### [Exercise brief]
Set out exactly, line by line, the stretch of data below that begins at the line containing "self.listeners.lock().is_empty()" and ends at the line containing "a valid id.", with both ends kept.
━━━ Material for this exercise
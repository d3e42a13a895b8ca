//! Named publish/subscribe primitive.
//!
//! [`EventBus`] stores listeners per event name and invokes them in
//! registration order. Every [`emit`](EventBus::emit) runs against a
//! snapshot of the listener list taken when the emit starts, so a listener
//! added or removed while handlers are running does not affect the dispatch
//! already in flight.
//!
//! # Example
//!
//! ```
//! use media_channel::bus::EventBus;
//!
//! let bus: EventBus<u32> = EventBus::new();
//! let id = bus.on("tick", |n| println!("tick {n}"));
//! assert!(bus.emit("tick", &1));
//! bus.off("tick", id);
//! assert!(!bus.emit("tick", &2));
//! ```

// ============================================================================
// Imports
// ============================================================================

use std::fmt;
use std::sync::Arc;
use std::sync::atomic::{AtomicU64, Ordering};

use parking_lot::Mutex;
use rustc_hash::FxHashMap;

use crate::identifiers::ListenerId;

// ============================================================================
// Types
// ============================================================================

/// Listener callback.
pub type Handler<T> = Arc<dyn Fn(&T) + Send + Sync>;

/// One registered listener.
struct Listener<T> {
    id: ListenerId,
    handler: Handler<T>,
    once: bool,
}

impl<T> Clone for Listener<T> {
    fn clone(&self) -> Self {
        Self {
            id: self.id,
            handler: Arc::clone(&self.handler),
            once: self.once,
        }
    }
}

// ============================================================================
// EventBus
// ============================================================================

/// Listener registry keyed by event name.
///
/// Thread-safe. No internal lock is held while a handler runs, so handlers
/// may freely register, remove or emit on the same bus.
pub struct EventBus<T> {
    listeners: Mutex<FxHashMap<String, Vec<Listener<T>>>>,
    next_id: AtomicU64,
}

impl<T> Default for EventBus<T> {
    fn default() -> Self {
        Self::new()
    }
}

impl<T> fmt::Debug for EventBus<T> {
    fn fmt(&self, f: &mut fmt::Formatter<'_>) -> fmt::Result {
        let listeners = self.listeners.lock();
        let mut names: Vec<_> = listeners.keys().cloned().collect();
        names.sort();
        f.debug_struct("EventBus").field("events", &names).finish()
    }
}

impl<T> EventBus<T> {
    /// Creates an empty bus.
    #[must_use]
    pub fn new() -> Self {
        Self {
            listeners: Mutex::new(FxHashMap::default()),
            next_id: AtomicU64::new(1),
        }
    }

    /// Registers a listener for `event`.
    pub fn on<F>(&self, event: &str, handler: F) -> ListenerId
    where
        F: Fn(&T) + Send + Sync + 'static,
    {
        self.insert(event, Arc::new(handler), false)
    }

    /// Registers a listener that removes itself before its first run.
    pub fn once<F>(&self, event: &str, handler: F) -> ListenerId
    where
        F: Fn(&T) + Send + Sync + 'static,
    {
        self.insert(event, Arc::new(handler), true)
    }

    /// Removes the listener registered under `id` for `event`.
    ///
    /// Returns `false` if no such listener exists.
    pub fn off(&self, event: &str, id: ListenerId) -> bool {
        let mut listeners = self.listeners.lock();
        let Some(list) = listeners.get_mut(event) else {
            return false;
        };
        let Some(index) = list.iter().position(|l| l.id == id) else {
            return false;
        };
        list.remove(index);
        if list.is_empty() {
            listeners.remove(event);
        }
        true
    }

    /// Removes all listeners of `event`, or of every event when `None`.
    pub fn remove_all(&self, event: Option<&str>) {
        let mut listeners = self.listeners.lock();
        match event {
            Some(event) => {
                listeners.remove(event);
            }
            None => listeners.clear(),
        }
    }

    /// Invokes every listener of `event` with `args`.
    ///
    /// Returns `true` if at least one listener ran.
    pub fn emit(&self, event: &str, args: &T) -> bool {
        let snapshot = self.snapshot(event);
        if snapshot.is_empty() {
            return false;
        }
        for listener in &snapshot {
            (listener.handler)(args);
        }
        true
    }

    /// Returns the number of listeners registered for `event`.
    #[must_use]
    pub fn listener_count(&self, event: &str) -> usize {
        self.listeners.lock().get(event).map_or(0, Vec::len)
    }

    /// Returns `true` if no listener is registered at all.
    #[must_use]
    pub fn is_empty(&self) -> bool {
        self.listeners.lock().is_empty()
    }

    fn insert(&self, event: &str, handler: Handler<T>, once: bool) -> ListenerId {
        let id = ListenerId::new(self.next_id.fetch_add(1, Ordering::Relaxed));
        self.listeners
            .lock()
            .entry(event.to_string())
            .or_default()
            .push(Listener { id, handler, once });
        id
    }

    /// Copies the current listener list, dropping `once` listeners from the
    /// registry as they are claimed by this dispatch.
    fn snapshot(&self, event: &str) -> Vec<Listener<T>> {
        let mut listeners = self.listeners.lock();
        let Some(list) = listeners.get_mut(event) else {
            return Vec::new();
        };
        let snapshot = list.clone();
        list.retain(|l| !l.once);
        if list.is_empty() {
            listeners.remove(event);
        }
        snapshot
    }
}

// ============================================================================
// Tests
// ============================================================================
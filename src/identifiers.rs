//! Type-safe identifiers.
//!
//! Newtype wrappers keep correlation ids, listener handles and session ids
//! from being mixed up at compile time.

// ============================================================================
// Imports
// ============================================================================

use std::fmt;
use std::num::NonZeroU64;

use serde::{Serialize, Serializer};
use serde_json::Value;

// ============================================================================
// EventId
// ============================================================================

/// Correlation id linking a CALL to its single REPLY.
///
/// Minted per connection starting at 1; zero is never a valid id.
#[derive(Debug, Clone, Copy, PartialEq, Eq, Hash, PartialOrd, Ord)]
pub struct EventId(NonZeroU64);

impl EventId {
    /// Creates an event id.
    ///
    /// # Panics
    ///
    /// Panics if `id` is zero.
    #[inline]
    #[must_use]
    pub const fn new(id: u64) -> Self {
        match NonZeroU64::new(id) {
            Some(id) => Self(id),
            None => panic!("event id must be non-zero"),
        }
    }

    /// Creates an event id, returning `None` for zero.
    #[inline]
    #[must_use]
    pub const fn try_new(id: u64) -> Option<Self> {
        match NonZeroU64::new(id) {
            Some(id) => Some(Self(id)),
            None => None,
        }
    }

    /// Returns the raw integer.
    #[inline]
    #[must_use]
    pub const fn as_u64(self) -> u64 {
        self.0.get()
    }
}

impl fmt::Display for EventId {
    fn fmt(&self, f: &mut fmt::Formatter<'_>) -> fmt::Result {
        write!(f, "{}", self.0)
    }
}

impl Serialize for EventId {
    fn serialize<S: Serializer>(&self, serializer: S) -> Result<S::Ok, S::Error> {
        serializer.serialize_u64(self.as_u64())
    }
}

// ============================================================================
// ListenerId
// ============================================================================

/// Handle returned by listener registration, used to remove it later.
#[derive(Debug, Clone, Copy, PartialEq, Eq, Hash)]
pub struct ListenerId(u64);

impl ListenerId {
    #[inline]
    pub(crate) const fn new(id: u64) -> Self {
        Self(id)
    }

    /// Returns the raw integer.
    #[inline]
    #[must_use]
    pub const fn as_u64(self) -> u64 {
        self.0
    }
}

impl fmt::Display for ListenerId {
    fn fmt(&self, f: &mut fmt::Formatter<'_>) -> fmt::Result {
        write!(f, "listener-{}", self.0)
    }
}

// ============================================================================
// SessionId
// ============================================================================

/// Session id assigned by the remote peer during the handshake.
///
/// Kept in its JSON form (string or number) so it is echoed back exactly
/// as the peer sent it.
#[derive(Debug, Clone, PartialEq, Eq)]
pub struct SessionId(Value);

impl SessionId {
    /// Creates a session id from a JSON value.
    ///
    /// Only non-empty strings and numbers are accepted.
    #[must_use]
    pub fn from_value(value: &Value) -> Option<Self> {
        match value {
            Value::String(s) if !s.is_empty() => Some(Self(value.clone())),
            Value::Number(_) => Some(Self(value.clone())),
            _ => None,
        }
    }

    /// Returns the id as it appears on the wire.
    #[inline]
    #[must_use]
    pub fn as_value(&self) -> &Value {
        &self.0
    }
}

impl From<&str> for SessionId {
    fn from(id: &str) -> Self {
        Self(Value::String(id.to_string()))
    }
}

impl fmt::Display for SessionId {
    fn fmt(&self, f: &mut fmt::Formatter<'_>) -> fmt::Result {
        match &self.0 {
            Value::String(s) => f.write_str(s),
            other => write!(f, "{other}"),
        }
    }
}

impl Serialize for SessionId {
    fn serialize<S: Serializer>(&self, serializer: S) -> Result<S::Ok, S::Error> {
        self.0.serialize(serializer)
    }
}

// ============================================================================
// Tests
// ============================================================================
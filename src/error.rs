//! Error types for the media channel.
//!
//! This module defines all error types used throughout the crate.
//!
//! # Usage
//!
//! All fallible operations return [`Result<T>`] which uses [`Error`]:
//!
//! ```ignore
//! use media_channel::{Connection, Result};
//!
//! async fn example(connection: &Connection) -> Result<()> {
//!     let reply = connection.call("camera-home", vec![]).await?;
//!     println!("{:?}", reply.args());
//!     Ok(())
//! }
//! ```
//!
//! # Error Categories
//!
//! | Category | Variants | Effect on the connection |
//! |----------|----------|--------------------------|
//! | Argument | [`Error::Config`], [`Error::InvalidArgument`], [`Error::InvalidState`] | None, returned at the call site |
//! | Framing | [`Error::Decode`] | Fatal, routed through `error()` |
//! | Protocol | [`Error::Protocol`] | Message dropped, connection stays open |
//! | Connection | [`Error::Connection`], [`Error::HandshakeTimeout`], [`Error::ConnectionClosed`] | Fatal |
//! | Calls | [`Error::RequestTimeout`] | The single call is abandoned |
//! | Overlay | [`Error::InvalidData`] | Payload ignored |
//! | External | [`Error::Io`], [`Error::Json`], [`Error::WebSocket`] | Depends on caller |

// ============================================================================
// Imports
// ============================================================================

use std::io::Error as IoError;
use std::result::Result as StdResult;

use thiserror::Error;
use tokio_tungstenite::tungstenite::Error as WsError;

use crate::client::ConnectionState;
use crate::identifiers::EventId;

// ============================================================================
// Result Alias
// ============================================================================

/// Result type alias using crate [`enum@Error`].
///
/// All fallible operations in this crate return this type.
pub type Result<T> = StdResult<T, Error>;

// ============================================================================
// Error Enum
// ============================================================================

/// Main error type for the crate.
///
/// Each variant includes relevant context for debugging.
#[derive(Error, Debug)]
pub enum Error {
    // ========================================================================
    // Argument Errors
    // ========================================================================
    /// Configuration error.
    ///
    /// Returned when connection or overlay configuration is invalid.
    #[error("Configuration error: {message}")]
    Config {
        /// Description of the configuration error.
        message: String,
    },

    /// Invalid argument passed to an operation.
    ///
    /// Never coerced: the call fails before anything is sent.
    #[error("Invalid argument: {message}")]
    InvalidArgument {
        /// Description of the invalid argument.
        message: String,
    },

    /// Operation not permitted in the current lifecycle state.
    #[error("Invalid state for {operation}: connection is {state}")]
    InvalidState {
        /// Operation that was attempted.
        operation: &'static str,
        /// State the connection was in.
        state: ConnectionState,
    },

    // ========================================================================
    // Framing & Protocol Errors
    // ========================================================================
    /// A frame could not be parsed as JSON.
    ///
    /// Framing corruption invalidates the whole channel.
    #[error("Decode error: {message}")]
    Decode {
        /// Parser error description.
        message: String,
    },

    /// Protocol violation on a single message.
    ///
    /// Returned when an envelope is well-formed JSON but not a valid message.
    #[error("Protocol error: {message}")]
    Protocol {
        /// Description of the protocol violation.
        message: String,
    },

    // ========================================================================
    // Connection Errors
    // ========================================================================
    /// Transport connection failed.
    #[error("Connection failed: {message}")]
    Connection {
        /// Description of the connection error.
        message: String,
    },

    /// Handshake did not complete before the open timeout.
    #[error("Open channel timeout after {timeout_ms}ms")]
    HandshakeTimeout {
        /// Milliseconds waited before timeout.
        timeout_ms: u64,
    },

    /// Connection closed before the operation could complete.
    #[error("Connection closed")]
    ConnectionClosed,

    /// Call did not receive its reply in time.
    #[error("Call {event_id} timed out after {timeout_ms}ms")]
    RequestTimeout {
        /// Correlation id of the abandoned call.
        event_id: EventId,
        /// Milliseconds waited before timeout.
        timeout_ms: u64,
    },

    // ========================================================================
    // Overlay Errors
    // ========================================================================
    /// Overlay payload was not understood.
    #[error("Invalid overlay data: {message}")]
    InvalidData {
        /// Description of the problem.
        message: String,
    },

    // ========================================================================
    // External Errors
    // ========================================================================
    /// IO error.
    #[error("IO error: {0}")]
    Io(#[from] IoError),

    /// JSON serialization error.
    #[error("JSON error: {0}")]
    Json(#[from] serde_json::Error),

    /// WebSocket error.
    #[error("WebSocket error: {0}")]
    WebSocket(#[from] WsError),
}

// ============================================================================
// Error Constructors
// ============================================================================

impl Error {
    /// Creates a configuration error.
    #[inline]
    pub fn config(message: impl Into<String>) -> Self {
        Self::Config {
            message: message.into(),
        }
    }

    /// Creates an invalid argument error.
    #[inline]
    pub fn invalid_argument(message: impl Into<String>) -> Self {
        Self::InvalidArgument {
            message: message.into(),
        }
    }

    /// Creates an invalid state error.
    #[inline]
    pub fn invalid_state(operation: &'static str, state: ConnectionState) -> Self {
        Self::InvalidState { operation, state }
    }

    /// Creates a decode error.
    #[inline]
    pub fn decode(message: impl Into<String>) -> Self {
        Self::Decode {
            message: message.into(),
        }
    }

    /// Creates a protocol error.
    #[inline]
    pub fn protocol(message: impl Into<String>) -> Self {
        Self::Protocol {
            message: message.into(),
        }
    }

    /// Creates a connection error.
    #[inline]
    pub fn connection(message: impl Into<String>) -> Self {
        Self::Connection {
            message: message.into(),
        }
    }

    /// Creates a handshake timeout error.
    #[inline]
    pub fn handshake_timeout(timeout_ms: u64) -> Self {
        Self::HandshakeTimeout { timeout_ms }
    }

    /// Creates a request timeout error.
    #[inline]
    pub fn request_timeout(event_id: EventId, timeout_ms: u64) -> Self {
        Self::RequestTimeout {
            event_id,
            timeout_ms,
        }
    }

    /// Creates an invalid overlay data error.
    #[inline]
    pub fn invalid_data(message: impl Into<String>) -> Self {
        Self::InvalidData {
            message: message.into(),
        }
    }
}

// ============================================================================
// Error Predicates
// ============================================================================

impl Error {
    /// Returns `true` if this is a timeout error.
    #[inline]
    #[must_use]
    pub fn is_timeout(&self) -> bool {
        matches!(
            self,
            Self::HandshakeTimeout { .. } | Self::RequestTimeout { .. }
        )
    }

    /// Returns `true` if this is a connection error.
    #[inline]
    #[must_use]
    pub fn is_connection_error(&self) -> bool {
        matches!(
            self,
            Self::Connection { .. }
                | Self::HandshakeTimeout { .. }
                | Self::ConnectionClosed
                | Self::WebSocket(_)
        )
    }

    /// Returns `true` if this error invalidates the whole channel.
    ///
    /// Fatal errors go through `Connection::error`, which closes the
    /// connection. Everything else stays local to one message or call.
    #[inline]
    #[must_use]
    pub fn is_fatal(&self) -> bool {
        matches!(
            self,
            Self::Decode { .. }
                | Self::Connection { .. }
                | Self::HandshakeTimeout { .. }
                | Self::WebSocket(_)
        )
    }
}

// ============================================================================
// Tests
// ============================================================================
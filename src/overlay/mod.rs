//! Detection overlay.
//!
//! Scales boxes reported in source-video pixels onto a drawing surface,
//! optionally rotated for full-screen playback.
//!
//! # Modules
//!
//! | Module | Description |
//! |--------|-------------|
//! | `transform` | [`Transform`] video-to-canvas math |
//! | `surface` | [`Surface`] trait and [`DisplayList`] |
//! | `raster` | [`RasterSurface`] drawing into an RGBA image |
//! | `renderer` | [`OverlayRenderer`] fed by `data` events |

// ============================================================================
// Submodules
// ============================================================================

/// RGBA image surface.
pub mod raster;

/// Connection-driven renderer.
pub mod renderer;

/// Surface abstraction.
pub mod surface;

/// Coordinate transform.
pub mod transform;

// ============================================================================
// Re-exports
// ============================================================================

pub use raster::RasterSurface;
pub use renderer::{DATA_TYPE_FACE, DATA_TYPE_MEDIA, OverlayConfig, OverlayRenderer};
pub use surface::{Color, DisplayList, DrawOp, Rect, Surface};
pub use transform::{OverlayBox, Size, Transform};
━━━━━━
### [Answer space]
        self.listeners.lock().is_empty()
    }

    fn insert(&self, event: &str, handler: Handler<T>, once: bool) -> ListenerId {
        let id = ListenerId::new(self.next_id.fetch_add(1, Ordering::Relaxed));
        self.listeners
            .lock()
            .entry(event.to_string())
            .or_default()
            .push(Listener { id, handler, once });
        id
    }

    /// Copies the current listener list, dropping `once` listeners from the
    /// registry as they are claimed by this dispatch.
    fn snapshot(&self, event: &str) -> Vec<Listener<T>> {
        let mut listeners = self.listeners.lock();
        let Some(list) = listeners.get_mut(event) else {
            return Vec::new();
        };
        let snapshot = list.clone();
        list.retain(|l| !l.once);
        if list.is_empty() {
            listeners.remove(event);
        }
        snapshot
    }
}

// ============================================================================
// Tests
// ============================================================================
filename src/identifiers.rs
//! Type-safe identifiers.
//!
//! Newtype wrappers keep correlation ids, listener handles and session ids
//! from being mixed up at compile time.

// ============================================================================
// Imports
// ============================================================================

use std::fmt;
use std::num::NonZeroU64;

use serde::{Serialize, Serializer};
use serde_json::Value;

// ============================================================================
// EventId
// ============================================================================

/// Correlation id linking a CALL to its single REPLY.
///
/// Minted per connection starting at 1; zero is never a valid id.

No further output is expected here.